Try it: Across the whole listing, filter for the string "rmcp" and copy every line that has it.

Study material:

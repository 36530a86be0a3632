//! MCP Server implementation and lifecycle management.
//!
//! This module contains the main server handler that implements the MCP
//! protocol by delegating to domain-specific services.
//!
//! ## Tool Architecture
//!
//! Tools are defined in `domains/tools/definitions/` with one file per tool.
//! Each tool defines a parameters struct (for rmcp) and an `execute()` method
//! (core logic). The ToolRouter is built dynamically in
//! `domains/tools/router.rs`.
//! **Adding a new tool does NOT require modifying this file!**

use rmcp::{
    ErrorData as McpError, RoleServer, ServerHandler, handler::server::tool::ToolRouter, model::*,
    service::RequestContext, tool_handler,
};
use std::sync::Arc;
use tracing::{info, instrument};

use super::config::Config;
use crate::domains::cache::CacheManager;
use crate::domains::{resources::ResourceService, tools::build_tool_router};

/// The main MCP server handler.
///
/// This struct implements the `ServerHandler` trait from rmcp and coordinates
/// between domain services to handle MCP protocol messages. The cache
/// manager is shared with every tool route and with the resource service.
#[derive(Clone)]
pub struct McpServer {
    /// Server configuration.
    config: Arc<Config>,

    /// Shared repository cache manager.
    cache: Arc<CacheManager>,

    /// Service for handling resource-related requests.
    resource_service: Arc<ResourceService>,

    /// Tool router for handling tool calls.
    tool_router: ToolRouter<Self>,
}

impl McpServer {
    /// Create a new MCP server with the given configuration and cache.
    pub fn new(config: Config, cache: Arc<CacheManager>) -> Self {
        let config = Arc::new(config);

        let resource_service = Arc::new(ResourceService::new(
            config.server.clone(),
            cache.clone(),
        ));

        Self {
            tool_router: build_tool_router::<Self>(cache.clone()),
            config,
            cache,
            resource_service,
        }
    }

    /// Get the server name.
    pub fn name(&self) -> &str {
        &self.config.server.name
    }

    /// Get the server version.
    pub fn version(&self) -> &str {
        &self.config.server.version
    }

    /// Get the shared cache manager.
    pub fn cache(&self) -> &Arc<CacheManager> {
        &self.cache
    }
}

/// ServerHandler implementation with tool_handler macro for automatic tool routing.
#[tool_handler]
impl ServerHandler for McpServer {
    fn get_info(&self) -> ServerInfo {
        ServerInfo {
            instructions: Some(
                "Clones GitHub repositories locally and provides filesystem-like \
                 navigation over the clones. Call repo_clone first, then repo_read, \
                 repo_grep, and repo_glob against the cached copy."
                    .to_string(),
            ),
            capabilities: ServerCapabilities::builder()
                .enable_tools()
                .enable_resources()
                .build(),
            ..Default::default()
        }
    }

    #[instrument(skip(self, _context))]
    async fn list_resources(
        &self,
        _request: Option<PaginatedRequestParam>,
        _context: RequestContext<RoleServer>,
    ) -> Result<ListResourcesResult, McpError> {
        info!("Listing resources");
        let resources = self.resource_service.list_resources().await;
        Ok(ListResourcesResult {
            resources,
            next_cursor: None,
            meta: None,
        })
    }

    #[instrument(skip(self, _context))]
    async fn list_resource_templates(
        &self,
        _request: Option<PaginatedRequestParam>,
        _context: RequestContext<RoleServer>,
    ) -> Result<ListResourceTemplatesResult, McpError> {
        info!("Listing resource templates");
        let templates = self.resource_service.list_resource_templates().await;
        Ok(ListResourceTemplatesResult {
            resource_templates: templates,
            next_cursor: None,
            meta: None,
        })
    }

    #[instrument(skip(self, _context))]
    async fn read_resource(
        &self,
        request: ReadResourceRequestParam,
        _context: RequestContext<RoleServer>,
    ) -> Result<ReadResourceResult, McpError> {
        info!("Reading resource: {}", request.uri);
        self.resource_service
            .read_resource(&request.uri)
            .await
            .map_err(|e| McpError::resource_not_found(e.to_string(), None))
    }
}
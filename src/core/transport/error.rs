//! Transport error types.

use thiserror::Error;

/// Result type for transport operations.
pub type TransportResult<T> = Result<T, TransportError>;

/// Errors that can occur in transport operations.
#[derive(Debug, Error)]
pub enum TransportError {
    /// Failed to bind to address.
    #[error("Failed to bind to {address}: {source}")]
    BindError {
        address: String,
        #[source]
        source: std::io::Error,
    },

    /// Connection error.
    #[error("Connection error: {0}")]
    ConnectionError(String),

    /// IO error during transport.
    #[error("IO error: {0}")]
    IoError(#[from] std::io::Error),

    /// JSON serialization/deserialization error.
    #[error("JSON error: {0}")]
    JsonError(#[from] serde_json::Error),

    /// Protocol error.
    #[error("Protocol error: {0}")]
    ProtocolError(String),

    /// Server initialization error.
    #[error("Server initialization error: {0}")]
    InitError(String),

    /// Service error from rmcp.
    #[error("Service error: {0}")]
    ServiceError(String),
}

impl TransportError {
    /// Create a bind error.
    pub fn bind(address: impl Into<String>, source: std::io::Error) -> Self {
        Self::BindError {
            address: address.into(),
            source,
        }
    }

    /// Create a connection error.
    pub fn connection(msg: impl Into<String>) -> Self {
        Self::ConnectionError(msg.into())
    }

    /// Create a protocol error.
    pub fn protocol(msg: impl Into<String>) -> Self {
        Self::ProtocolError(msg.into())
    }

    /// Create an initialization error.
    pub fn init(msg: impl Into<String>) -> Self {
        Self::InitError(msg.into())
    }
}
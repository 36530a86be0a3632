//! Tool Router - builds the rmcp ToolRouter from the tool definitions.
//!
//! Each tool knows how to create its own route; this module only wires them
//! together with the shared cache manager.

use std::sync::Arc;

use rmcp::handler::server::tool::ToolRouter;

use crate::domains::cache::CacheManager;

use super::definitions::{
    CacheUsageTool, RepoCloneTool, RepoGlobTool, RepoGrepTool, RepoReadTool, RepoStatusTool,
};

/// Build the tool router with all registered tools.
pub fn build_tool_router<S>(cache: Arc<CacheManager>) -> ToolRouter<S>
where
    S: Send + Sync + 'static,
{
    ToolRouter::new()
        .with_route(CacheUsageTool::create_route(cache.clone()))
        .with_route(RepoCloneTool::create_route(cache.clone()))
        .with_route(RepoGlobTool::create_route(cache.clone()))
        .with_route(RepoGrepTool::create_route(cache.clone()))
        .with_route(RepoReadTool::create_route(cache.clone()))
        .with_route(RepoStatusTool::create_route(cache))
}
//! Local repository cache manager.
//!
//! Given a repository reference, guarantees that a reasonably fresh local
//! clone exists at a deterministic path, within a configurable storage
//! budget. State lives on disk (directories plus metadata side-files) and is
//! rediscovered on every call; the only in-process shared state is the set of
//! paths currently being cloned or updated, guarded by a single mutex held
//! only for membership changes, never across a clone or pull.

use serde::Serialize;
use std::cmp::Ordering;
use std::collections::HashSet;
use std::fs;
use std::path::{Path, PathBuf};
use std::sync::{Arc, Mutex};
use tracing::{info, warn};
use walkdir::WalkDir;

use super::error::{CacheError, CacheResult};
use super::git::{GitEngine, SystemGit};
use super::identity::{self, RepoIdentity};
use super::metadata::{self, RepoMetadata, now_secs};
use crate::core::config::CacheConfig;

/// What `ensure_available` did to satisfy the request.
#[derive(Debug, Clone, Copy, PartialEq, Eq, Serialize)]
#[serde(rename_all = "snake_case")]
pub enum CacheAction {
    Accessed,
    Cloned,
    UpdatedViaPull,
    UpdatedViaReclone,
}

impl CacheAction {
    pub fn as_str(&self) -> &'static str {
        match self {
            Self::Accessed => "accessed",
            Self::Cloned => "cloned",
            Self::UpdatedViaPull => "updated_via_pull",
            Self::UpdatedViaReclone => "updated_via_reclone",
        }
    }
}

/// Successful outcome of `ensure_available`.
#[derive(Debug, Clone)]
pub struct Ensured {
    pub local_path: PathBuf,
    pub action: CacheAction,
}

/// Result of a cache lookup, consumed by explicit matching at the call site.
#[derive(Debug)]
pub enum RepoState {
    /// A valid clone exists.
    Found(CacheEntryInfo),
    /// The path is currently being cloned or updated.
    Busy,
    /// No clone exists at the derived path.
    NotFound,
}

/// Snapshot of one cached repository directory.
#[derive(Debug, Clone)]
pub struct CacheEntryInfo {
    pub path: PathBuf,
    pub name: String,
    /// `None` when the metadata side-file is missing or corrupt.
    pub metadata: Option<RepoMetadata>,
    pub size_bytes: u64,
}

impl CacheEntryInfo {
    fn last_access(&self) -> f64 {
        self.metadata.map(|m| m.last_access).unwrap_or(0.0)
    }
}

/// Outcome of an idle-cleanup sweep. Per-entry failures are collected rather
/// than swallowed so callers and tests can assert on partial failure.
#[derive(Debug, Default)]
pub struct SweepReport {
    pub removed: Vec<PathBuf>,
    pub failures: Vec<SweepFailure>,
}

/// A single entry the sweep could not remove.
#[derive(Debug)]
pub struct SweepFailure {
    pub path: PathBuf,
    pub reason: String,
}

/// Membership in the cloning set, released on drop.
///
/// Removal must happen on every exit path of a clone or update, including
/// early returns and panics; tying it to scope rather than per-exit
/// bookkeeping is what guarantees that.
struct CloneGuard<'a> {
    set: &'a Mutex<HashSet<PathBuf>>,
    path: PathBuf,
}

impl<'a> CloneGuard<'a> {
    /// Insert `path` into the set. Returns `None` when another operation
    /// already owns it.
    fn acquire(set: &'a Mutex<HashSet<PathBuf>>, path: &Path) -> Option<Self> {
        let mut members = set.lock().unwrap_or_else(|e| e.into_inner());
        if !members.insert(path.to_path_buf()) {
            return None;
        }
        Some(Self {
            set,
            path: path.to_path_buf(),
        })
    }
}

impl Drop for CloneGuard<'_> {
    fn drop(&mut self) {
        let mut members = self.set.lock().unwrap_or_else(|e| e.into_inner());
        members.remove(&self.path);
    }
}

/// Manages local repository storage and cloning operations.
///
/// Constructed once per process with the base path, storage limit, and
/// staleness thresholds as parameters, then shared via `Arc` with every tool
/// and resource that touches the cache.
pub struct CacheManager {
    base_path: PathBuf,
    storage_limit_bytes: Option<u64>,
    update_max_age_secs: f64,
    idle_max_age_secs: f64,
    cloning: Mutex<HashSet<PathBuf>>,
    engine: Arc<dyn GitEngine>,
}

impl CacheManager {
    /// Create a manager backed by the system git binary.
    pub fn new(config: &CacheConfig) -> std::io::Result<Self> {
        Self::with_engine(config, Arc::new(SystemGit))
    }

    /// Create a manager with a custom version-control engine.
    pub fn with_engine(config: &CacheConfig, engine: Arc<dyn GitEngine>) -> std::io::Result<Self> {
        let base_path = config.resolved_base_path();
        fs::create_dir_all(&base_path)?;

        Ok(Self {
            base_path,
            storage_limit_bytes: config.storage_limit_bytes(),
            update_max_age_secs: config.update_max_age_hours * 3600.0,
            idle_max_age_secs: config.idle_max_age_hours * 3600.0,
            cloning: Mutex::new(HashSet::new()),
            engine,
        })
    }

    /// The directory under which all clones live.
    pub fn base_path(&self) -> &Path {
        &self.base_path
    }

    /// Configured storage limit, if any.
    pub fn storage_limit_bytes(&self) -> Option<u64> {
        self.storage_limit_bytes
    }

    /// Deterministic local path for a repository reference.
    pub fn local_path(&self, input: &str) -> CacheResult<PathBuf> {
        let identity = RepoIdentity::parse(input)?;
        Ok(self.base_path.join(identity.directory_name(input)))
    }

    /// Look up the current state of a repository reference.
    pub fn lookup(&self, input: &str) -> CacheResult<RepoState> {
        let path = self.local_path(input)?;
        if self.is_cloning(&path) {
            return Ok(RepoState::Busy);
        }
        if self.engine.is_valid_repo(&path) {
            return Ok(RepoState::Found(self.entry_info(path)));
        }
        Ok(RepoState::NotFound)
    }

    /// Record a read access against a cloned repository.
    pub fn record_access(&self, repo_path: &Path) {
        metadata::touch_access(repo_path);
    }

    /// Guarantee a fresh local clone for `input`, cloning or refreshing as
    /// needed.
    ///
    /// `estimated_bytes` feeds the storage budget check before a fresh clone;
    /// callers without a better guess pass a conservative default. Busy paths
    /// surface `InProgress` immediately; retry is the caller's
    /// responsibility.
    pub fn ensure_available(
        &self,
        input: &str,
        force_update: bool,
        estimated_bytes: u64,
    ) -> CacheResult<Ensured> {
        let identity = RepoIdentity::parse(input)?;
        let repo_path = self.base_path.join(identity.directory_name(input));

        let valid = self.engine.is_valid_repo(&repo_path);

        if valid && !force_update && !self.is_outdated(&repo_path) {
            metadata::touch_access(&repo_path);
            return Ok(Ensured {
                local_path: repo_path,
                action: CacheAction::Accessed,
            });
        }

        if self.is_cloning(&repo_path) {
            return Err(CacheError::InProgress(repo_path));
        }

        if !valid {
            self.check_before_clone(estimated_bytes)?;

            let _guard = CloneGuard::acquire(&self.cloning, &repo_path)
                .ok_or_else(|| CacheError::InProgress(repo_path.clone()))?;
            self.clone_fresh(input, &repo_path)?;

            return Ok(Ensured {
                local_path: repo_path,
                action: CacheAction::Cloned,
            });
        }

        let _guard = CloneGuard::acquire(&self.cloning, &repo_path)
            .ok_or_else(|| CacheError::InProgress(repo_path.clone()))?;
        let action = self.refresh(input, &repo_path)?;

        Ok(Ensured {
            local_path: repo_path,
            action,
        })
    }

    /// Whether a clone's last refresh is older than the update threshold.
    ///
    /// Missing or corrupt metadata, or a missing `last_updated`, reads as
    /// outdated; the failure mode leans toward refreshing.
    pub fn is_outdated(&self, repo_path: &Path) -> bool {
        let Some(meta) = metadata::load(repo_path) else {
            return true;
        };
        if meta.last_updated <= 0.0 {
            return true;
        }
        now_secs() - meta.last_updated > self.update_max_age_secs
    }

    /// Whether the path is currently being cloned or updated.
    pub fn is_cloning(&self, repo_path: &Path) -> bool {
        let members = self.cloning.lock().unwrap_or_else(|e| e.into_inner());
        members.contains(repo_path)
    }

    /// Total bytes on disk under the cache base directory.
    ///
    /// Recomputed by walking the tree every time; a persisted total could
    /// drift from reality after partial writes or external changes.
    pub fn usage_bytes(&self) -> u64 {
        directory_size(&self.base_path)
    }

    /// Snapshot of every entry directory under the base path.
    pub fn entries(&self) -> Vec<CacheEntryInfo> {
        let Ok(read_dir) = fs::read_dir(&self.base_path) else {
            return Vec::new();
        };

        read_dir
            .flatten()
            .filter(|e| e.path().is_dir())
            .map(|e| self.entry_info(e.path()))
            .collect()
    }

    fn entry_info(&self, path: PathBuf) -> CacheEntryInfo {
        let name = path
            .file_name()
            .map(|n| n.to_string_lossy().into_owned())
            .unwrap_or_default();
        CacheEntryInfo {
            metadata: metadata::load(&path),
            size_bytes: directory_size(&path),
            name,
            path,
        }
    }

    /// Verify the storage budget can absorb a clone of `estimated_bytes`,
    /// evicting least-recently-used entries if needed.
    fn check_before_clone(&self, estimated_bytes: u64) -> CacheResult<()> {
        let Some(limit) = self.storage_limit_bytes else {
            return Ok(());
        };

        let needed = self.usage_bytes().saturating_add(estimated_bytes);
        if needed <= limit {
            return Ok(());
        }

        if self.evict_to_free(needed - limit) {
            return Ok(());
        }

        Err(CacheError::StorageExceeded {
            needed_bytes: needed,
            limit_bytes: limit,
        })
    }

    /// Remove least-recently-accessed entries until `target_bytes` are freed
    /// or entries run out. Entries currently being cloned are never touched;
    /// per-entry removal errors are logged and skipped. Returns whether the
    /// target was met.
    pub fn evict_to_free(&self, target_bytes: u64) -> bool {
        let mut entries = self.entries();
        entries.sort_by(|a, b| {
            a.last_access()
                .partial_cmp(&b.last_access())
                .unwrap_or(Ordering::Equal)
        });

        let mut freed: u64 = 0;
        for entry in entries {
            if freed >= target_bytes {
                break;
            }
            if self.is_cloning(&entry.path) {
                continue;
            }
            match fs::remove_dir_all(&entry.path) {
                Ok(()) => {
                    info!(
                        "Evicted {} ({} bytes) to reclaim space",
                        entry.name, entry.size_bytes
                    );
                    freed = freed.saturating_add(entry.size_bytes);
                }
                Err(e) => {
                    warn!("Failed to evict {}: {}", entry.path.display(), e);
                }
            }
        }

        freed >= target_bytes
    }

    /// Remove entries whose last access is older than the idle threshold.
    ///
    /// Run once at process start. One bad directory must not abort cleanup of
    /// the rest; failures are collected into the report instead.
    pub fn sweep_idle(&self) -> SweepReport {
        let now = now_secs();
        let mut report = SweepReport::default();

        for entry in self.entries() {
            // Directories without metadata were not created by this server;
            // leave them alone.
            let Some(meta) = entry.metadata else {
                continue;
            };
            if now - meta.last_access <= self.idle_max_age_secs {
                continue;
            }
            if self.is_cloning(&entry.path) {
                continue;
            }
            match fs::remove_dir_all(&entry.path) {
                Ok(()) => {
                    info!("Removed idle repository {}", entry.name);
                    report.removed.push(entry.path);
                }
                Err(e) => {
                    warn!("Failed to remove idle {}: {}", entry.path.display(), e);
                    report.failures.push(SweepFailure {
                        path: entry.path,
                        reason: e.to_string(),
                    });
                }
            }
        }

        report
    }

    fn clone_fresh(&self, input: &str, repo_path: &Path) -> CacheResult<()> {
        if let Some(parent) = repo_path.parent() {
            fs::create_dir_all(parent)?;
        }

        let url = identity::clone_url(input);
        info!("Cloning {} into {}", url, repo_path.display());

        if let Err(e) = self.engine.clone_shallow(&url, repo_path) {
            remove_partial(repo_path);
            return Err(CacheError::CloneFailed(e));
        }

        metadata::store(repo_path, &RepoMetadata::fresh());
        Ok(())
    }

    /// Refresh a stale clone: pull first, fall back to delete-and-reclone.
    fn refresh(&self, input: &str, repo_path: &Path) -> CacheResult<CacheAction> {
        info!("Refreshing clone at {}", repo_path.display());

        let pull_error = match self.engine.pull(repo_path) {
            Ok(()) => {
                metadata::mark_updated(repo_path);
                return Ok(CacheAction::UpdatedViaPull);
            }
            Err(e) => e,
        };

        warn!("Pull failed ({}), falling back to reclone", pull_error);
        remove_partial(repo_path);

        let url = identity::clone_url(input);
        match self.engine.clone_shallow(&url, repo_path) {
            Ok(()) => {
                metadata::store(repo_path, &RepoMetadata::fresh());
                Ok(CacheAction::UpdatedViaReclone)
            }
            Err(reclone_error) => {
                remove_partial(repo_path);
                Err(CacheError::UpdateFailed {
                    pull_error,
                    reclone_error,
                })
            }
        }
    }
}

Expected output:
//! Each tool defines a parameters struct (for rmcp) and an `execute()` method
use rmcp::{
/// This struct implements the `ServerHandler` trait from rmcp and coordinates
    /// Service error from rmcp.
//! Tool Router - builds the rmcp ToolRouter from the tool definitions.
use rmcp::handler::server::tool::ToolRouter;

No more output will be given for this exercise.